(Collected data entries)
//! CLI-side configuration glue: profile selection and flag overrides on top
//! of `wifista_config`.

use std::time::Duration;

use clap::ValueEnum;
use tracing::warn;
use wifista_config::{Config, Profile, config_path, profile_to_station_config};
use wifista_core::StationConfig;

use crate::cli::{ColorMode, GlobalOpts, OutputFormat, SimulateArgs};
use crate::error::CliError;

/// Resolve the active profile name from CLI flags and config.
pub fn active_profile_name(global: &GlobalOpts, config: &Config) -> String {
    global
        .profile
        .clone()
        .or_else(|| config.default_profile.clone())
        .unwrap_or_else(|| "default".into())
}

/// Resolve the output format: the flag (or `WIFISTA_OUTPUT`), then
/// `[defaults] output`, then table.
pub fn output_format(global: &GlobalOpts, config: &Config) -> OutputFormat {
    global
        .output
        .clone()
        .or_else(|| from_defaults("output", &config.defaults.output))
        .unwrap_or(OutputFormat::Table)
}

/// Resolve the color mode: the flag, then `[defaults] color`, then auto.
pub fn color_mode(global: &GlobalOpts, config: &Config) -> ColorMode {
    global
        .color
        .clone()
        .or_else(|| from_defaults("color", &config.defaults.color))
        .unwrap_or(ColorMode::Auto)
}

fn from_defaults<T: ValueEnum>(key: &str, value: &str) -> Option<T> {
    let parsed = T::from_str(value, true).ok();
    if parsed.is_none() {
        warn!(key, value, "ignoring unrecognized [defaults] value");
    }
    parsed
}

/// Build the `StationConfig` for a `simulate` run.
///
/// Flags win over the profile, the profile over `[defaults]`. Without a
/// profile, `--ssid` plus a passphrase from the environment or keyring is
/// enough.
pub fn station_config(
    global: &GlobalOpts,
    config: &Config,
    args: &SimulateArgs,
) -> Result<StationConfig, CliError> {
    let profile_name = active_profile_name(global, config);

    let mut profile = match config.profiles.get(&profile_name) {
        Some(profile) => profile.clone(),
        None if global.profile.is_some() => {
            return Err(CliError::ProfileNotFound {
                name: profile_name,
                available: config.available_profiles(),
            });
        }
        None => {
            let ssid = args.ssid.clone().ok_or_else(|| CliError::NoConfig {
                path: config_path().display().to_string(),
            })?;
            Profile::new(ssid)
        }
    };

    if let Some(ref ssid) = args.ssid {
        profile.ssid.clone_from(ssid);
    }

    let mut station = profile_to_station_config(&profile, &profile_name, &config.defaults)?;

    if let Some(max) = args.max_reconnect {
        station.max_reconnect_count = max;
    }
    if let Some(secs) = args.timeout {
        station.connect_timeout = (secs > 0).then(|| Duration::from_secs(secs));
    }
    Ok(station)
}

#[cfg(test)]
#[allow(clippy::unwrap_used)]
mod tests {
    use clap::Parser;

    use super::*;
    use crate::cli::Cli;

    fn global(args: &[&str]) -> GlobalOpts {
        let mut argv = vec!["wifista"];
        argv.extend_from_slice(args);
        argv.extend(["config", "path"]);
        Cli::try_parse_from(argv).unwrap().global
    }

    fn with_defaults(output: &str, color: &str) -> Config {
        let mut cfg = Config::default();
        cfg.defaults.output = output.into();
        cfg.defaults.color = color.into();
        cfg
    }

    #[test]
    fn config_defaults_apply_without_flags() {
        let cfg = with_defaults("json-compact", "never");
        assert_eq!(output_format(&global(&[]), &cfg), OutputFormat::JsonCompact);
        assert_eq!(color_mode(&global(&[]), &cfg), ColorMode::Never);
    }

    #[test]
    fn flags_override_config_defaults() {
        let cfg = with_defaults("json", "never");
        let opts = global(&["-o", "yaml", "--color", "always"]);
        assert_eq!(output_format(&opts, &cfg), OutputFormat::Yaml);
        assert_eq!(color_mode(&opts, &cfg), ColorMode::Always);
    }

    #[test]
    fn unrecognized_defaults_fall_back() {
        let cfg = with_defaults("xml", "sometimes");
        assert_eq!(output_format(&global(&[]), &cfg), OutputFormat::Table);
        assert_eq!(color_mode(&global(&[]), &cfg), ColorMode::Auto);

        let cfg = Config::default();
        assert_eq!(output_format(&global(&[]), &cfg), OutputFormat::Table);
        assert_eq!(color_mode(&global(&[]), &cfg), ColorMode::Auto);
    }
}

...

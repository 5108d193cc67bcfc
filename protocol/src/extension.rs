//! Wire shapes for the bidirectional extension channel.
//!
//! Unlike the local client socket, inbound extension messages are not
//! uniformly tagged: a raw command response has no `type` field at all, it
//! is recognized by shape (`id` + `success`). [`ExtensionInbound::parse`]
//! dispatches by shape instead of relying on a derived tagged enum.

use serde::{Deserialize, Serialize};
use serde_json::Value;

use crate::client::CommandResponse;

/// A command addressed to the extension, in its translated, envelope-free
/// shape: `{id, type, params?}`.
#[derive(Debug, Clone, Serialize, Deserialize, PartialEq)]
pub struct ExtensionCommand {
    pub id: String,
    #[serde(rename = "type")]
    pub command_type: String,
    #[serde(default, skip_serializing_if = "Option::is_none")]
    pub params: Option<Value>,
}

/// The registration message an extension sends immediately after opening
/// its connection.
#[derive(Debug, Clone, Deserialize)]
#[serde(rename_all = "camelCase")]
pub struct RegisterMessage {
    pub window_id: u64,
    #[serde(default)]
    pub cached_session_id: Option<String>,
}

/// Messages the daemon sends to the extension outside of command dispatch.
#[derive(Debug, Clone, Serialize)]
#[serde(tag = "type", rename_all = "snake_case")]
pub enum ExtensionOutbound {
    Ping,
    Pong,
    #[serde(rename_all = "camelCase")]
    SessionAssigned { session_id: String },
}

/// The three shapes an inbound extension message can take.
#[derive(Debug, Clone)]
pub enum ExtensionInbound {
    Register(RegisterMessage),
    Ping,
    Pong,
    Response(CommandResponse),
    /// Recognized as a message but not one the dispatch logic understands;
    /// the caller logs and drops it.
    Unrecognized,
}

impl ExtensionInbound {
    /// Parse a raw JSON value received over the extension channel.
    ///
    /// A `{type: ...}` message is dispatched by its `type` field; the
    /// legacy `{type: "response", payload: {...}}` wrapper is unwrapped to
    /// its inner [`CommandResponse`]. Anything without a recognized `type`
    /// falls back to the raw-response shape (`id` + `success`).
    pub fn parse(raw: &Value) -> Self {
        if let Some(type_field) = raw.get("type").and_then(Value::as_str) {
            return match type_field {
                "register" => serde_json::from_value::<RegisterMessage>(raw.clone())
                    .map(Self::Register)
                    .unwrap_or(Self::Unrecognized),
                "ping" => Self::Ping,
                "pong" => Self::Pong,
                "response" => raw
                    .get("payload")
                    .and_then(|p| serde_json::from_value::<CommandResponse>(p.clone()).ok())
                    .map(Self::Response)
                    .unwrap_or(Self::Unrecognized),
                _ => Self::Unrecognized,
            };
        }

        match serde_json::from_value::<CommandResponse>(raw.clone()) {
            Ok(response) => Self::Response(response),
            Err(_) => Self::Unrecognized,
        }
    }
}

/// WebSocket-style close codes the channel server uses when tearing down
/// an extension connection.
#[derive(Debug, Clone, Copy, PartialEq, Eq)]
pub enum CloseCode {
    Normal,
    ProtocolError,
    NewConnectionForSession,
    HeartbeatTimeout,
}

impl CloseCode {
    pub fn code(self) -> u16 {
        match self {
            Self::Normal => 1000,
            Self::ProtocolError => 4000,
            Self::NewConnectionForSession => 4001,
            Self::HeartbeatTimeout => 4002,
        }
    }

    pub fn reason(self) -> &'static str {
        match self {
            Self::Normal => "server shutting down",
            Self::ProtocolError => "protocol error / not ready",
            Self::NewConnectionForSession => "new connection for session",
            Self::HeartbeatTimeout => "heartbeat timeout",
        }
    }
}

> **INSTRUCTIONS TO FOLLOW**
Considering the records line by line, how many lines hold the string "channel"? Say only the number.

> **ANSWER SPACE**
3